Livorno, 30 maggio 2026 – Straborgo entra nel vivo della sua sesta edizione e si prepara a vivere la giornata centrale del programma, confermandosi un appuntamento capace di coniugare tradizione, identità e cultura contemporanea.
Nato nel 2021 per valorizzare il quartiere di Borgo Cappuccini, il festival ha saputo negli anni crescere e consolidarsi, attirando un pubblico sempre più ampio grazie a una proposta artistica di qualità e completamente gratuita.

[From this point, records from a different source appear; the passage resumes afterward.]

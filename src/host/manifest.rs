//! Editing the project's dependency manifest

use std::path::{Path, PathBuf};

use indexmap::IndexMap;
use serde::{Deserialize, Serialize};
use serde_json::Value;
use tracing::info;

use crate::error::ManifestError;

const MANIFEST_PATH: &str = "Packages/manifest.json";

/// `Packages/manifest.json`.
///
/// Dependencies and unknown fields keep their order across a round trip, but
/// `dependencies` and `scopedRegistries` are always written first.
#[derive(Debug, Clone, Default, Serialize, Deserialize)]
pub struct Manifest {
    #[serde(default)]
    pub dependencies: IndexMap<String, String>,
    #[serde(
        rename = "scopedRegistries",
        default,
        skip_serializing_if = "Option::is_none"
    )]
    pub scoped_registries: Option<Vec<ScopedRegistry>>,
    #[serde(flatten)]
    pub extra: IndexMap<String, Value>,
}

#[derive(Debug, Clone, Default, Serialize, Deserialize)]
pub struct ScopedRegistry {
    #[serde(default)]
    pub url: String,
    #[serde(default, skip_serializing_if = "Option::is_none")]
    pub scopes: Option<Vec<String>>,
    #[serde(flatten)]
    pub extra: IndexMap<String, Value>,
}

impl Manifest {
    /// Scopes of the scoped registry whose url contains `url_snippet`
    pub fn registry_scopes_mut(
        &mut self,
        url_snippet: &str,
    ) -> Result<&mut Vec<String>, ManifestError> {
        let registry = self
            .scoped_registries
            .as_mut()
            .ok_or(ManifestError::MissingScopedRegistries)?
            .iter_mut()
            .find(|r| r.url.contains(url_snippet))
            .ok_or_else(|| ManifestError::RegistryNotFound(url_snippet.to_string()))?;

        let url = registry.url.clone();
        registry
            .scopes
            .as_mut()
            .ok_or(ManifestError::MissingScopes(url))
    }
}

/// The manifest of one project, bound to the scoped registry this catalog serves
#[derive(Debug, Clone)]
pub struct ProjectManifest {
    path: PathBuf,
    registry_snippet: String,
}

impl ProjectManifest {
    pub fn new(project_dir: &Path, registry_snippet: impl Into<String>) -> Self {
        Self::at_path(project_dir.join(MANIFEST_PATH), registry_snippet)
    }

    pub fn at_path(path: impl Into<PathBuf>, registry_snippet: impl Into<String>) -> Self {
        Self {
            path: path.into(),
            registry_snippet: registry_snippet.into(),
        }
    }

    pub fn path(&self) -> &Path {
        &self.path
    }

    /// Load the manifest, failing unless the registry's scope list exists
    pub fn load(&self) -> Result<Manifest, ManifestError> {
        let contents = std::fs::read_to_string(&self.path).map_err(|source| ManifestError::Io {
            path: self.path.clone(),
            source,
        })?;
        let mut manifest: Manifest =
            serde_json::from_str(&contents).map_err(|source| ManifestError::Json {
                path: self.path.clone(),
                source,
            })?;
        manifest.registry_scopes_mut(&self.registry_snippet)?;
        Ok(manifest)
    }

    fn write(&self, manifest: &Manifest) -> Result<(), ManifestError> {
        let json = serde_json::to_string_pretty(manifest).map_err(|source| ManifestError::Json {
            path: self.path.clone(),
            source,
        })?;
        std::fs::write(&self.path, json + "\n").map_err(|source| ManifestError::Io {
            path: self.path.clone(),
            source,
        })
    }

    /// Add or replace a dependency, adding any missing registry scopes first
    pub fn install<I>(&self, package_name: &str, version: &str, namespaces: I) -> Result<(), ManifestError>
    where
        I: IntoIterator,
        I::Item: AsRef<str>,
    {
        info!("Installing package {} at version {}", package_name, version);

        let mut manifest = self.load()?;
        let scopes = manifest.registry_scopes_mut(&self.registry_snippet)?;
        for namespace in namespaces {
            let namespace = namespace.as_ref();
            if scopes.iter().any(|s| s == namespace) {
                info!(
                    "Not adding namespace {} because it was already present",
                    namespace
                );
            } else {
                info!(
                    "Adding namespace {} because it is required to install {}",
                    namespace, package_name
                );
                scopes.push(namespace.to_string());
            }
        }

        // Existing entries move to the end, like a fresh install
        manifest.dependencies.shift_remove(package_name);
        manifest
            .dependencies
            .insert(package_name.to_string(), version.to_string());

        self.write(&manifest)
    }

    pub fn uninstall(&self, package_name: &str) -> Result<(), ManifestError> {
        info!("Uninstalling package {}", package_name);

        let mut manifest = self.load()?;
        manifest.dependencies.shift_remove(package_name);
        self.write(&manifest)
    }
}

#[cfg(test)]
mod tests {
    use super::*;
    use tempfile::TempDir;

    const SNIPPET: &str = "registry.example.com";

    fn manifest_with(dir: &TempDir, json: &str) -> ProjectManifest {
        let path = dir.path().join("manifest.json");
        std::fs::write(&path, json).unwrap();
        ProjectManifest::at_path(path, SNIPPET)
    }

    fn valid_manifest(dir: &TempDir) -> ProjectManifest {
        manifest_with(
            dir,
            r#"{
                "dependencies": {
                    "com.unity.ugui": "1.0.0",
                    "com.acme.tools": "0.1.0"
                },
                "scopedRegistries": [
                    { "name": "Other", "url": "https://other.example.com", "scopes": ["org.other"] },
                    { "name": "Acme", "url": "https://registry.example.com/", "scopes": ["com.acme"] }
                ],
                "testables": ["com.acme.tools"]
            }"#,
        )
    }

    #[test]
    fn install_adds_dependency_and_missing_namespaces() {
        let dir = TempDir::new().unwrap();
        let project = valid_manifest(&dir);

        project
            .install("com.acme.widgets", "2.0.0", ["com.acme", "com.widgets"])
            .unwrap();

        let mut manifest = project.load().unwrap();
        assert_eq!(
            manifest.dependencies.get("com.acme.widgets"),
            Some(&"2.0.0".to_string())
        );
        assert_eq!(
            manifest.registry_scopes_mut(SNIPPET).unwrap(),
            &vec!["com.acme".to_string(), "com.widgets".to_string()]
        );
        assert!(manifest.extra.contains_key("testables"));
    }

    #[test]
    fn install_replaces_existing_version() {
        let dir = TempDir::new().unwrap();
        let project = valid_manifest(&dir);

        project
            .install("com.acme.tools", "0.2.0", Vec::<String>::new())
            .unwrap();

        let manifest = project.load().unwrap();
        assert_eq!(manifest.dependencies.len(), 2);
        assert_eq!(
            manifest.dependencies.get_index(1),
            Some((&"com.acme.tools".to_string(), &"0.2.0".to_string()))
        );
    }

    #[test]
    fn rewrite_puts_known_fields_before_unknown_ones() {
        let dir = TempDir::new().unwrap();
        let project = manifest_with(
            &dir,
            r#"{
                "enableLockFile": true,
                "dependencies": { "com.unity.ugui": "1.0.0", "com.acme.tools": "0.1.0" },
                "testables": ["com.acme.tools"],
                "scopedRegistries": [
                    { "name": "Acme", "url": "https://registry.example.com/", "scopes": ["com.acme"] }
                ],
                "resolutionStrategy": "highestPatch"
            }"#,
        );

        project.uninstall("com.unity.ugui").unwrap();

        let written = std::fs::read_to_string(dir.path().join("manifest.json")).unwrap();
        let position = |key: &str| written.find(&format!("\"{key}\"")).unwrap();
        assert!(position("dependencies") < position("scopedRegistries"));
        assert!(position("scopedRegistries") < position("enableLockFile"));
        assert!(position("enableLockFile") < position("testables"));
        assert!(position("testables") < position("resolutionStrategy"));

        let value: Value = serde_json::from_str(&written).unwrap();
        assert_eq!(value["scopedRegistries"][0]["name"], "Acme");
    }

    #[test]
    fn uninstall_removes_dependency() {
        let dir = TempDir::new().unwrap();
        let project = valid_manifest(&dir);

        project.uninstall("com.unity.ugui").unwrap();

        let manifest = project.load().unwrap();
        assert!(!manifest.dependencies.contains_key("com.unity.ugui"));
        assert!(manifest.dependencies.contains_key("com.acme.tools"));
    }

    #[test]
    fn load_fails_without_scoped_registries() {
        let dir = TempDir::new().unwrap();
        let project = manifest_with(&dir, r#"{ "dependencies": {} }"#);
        assert!(matches!(
            project.uninstall("com.acme.tools"),
            Err(ManifestError::MissingScopedRegistries)
        ));
    }

    #[test]
    fn load_fails_when_registry_is_missing() {
        let dir = TempDir::new().unwrap();
        let project = manifest_with(
            &dir,
            r#"{ "dependencies": {}, "scopedRegistries": [{ "url": "https://elsewhere.com", "scopes": [] }] }"#,
        );
        assert!(matches!(
            project.load(),
            Err(ManifestError::RegistryNotFound(_))
        ));
    }

    #[test]
    fn install_fails_when_scopes_are_missing() {
        let dir = TempDir::new().unwrap();
        let project = manifest_with(
            &dir,
            r#"{ "dependencies": {}, "scopedRegistries": [{ "url": "https://registry.example.com" }] }"#,
        );
        assert!(matches!(
            project.install("com.acme.x", "1.0.0", ["com.acme"]),
            Err(ManifestError::MissingScopes(_))
        ));
    }
}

La giornata di domenica 31 maggio si aprirà nel segno della tradizione con la Coppa Risi’atori, una delle competizioni remiere più sentite della città. Un evento che rappresenta un forte richiamo alle radici storiche di Livorno e alla cultura del mare, capace di coinvolgere cittadini e appassionati in un momento di sport e memoria collettiva.
In serata, il programma si sposterà sul palco di Piazza Mazzini con lo spettacolo “Happy Days” di Stefano Santomauro. L’attore e autore livornese porterà in scena un monologo ironico e tagliente, capace di raccontare le contraddizioni della società contemporanea attraverso uno stile diretto e profondamente legato alla tradizione labronica.
Accanto agli eventi principali, Straborgo continua a valorizzare il territorio attraverso iniziative diffuse. Tra queste il progetto fotografico “Bar Orione”, che trasforma le strade del quartiere in un museo a cielo aperto con immagini storiche dedicate alla vita del Borgo.
Prosegue anche il percorso artistico di STRABORDO, con mostre, studi aperti e installazioni che coinvolgono numerosi artisti locali, creando un dialogo tra generazioni e linguaggi diversi.
A completare il programma, attività per famiglie, mercatini e spettacoli itineranti nelle diverse aree del quartiere, oltre al cinema sotto le stelle al Parco F.lli Gragnani.
Straborgo si conferma così un evento capace di raccontare l’identità di Livorno attraverso un equilibrio tra passato e presente, tradizione e innovazione.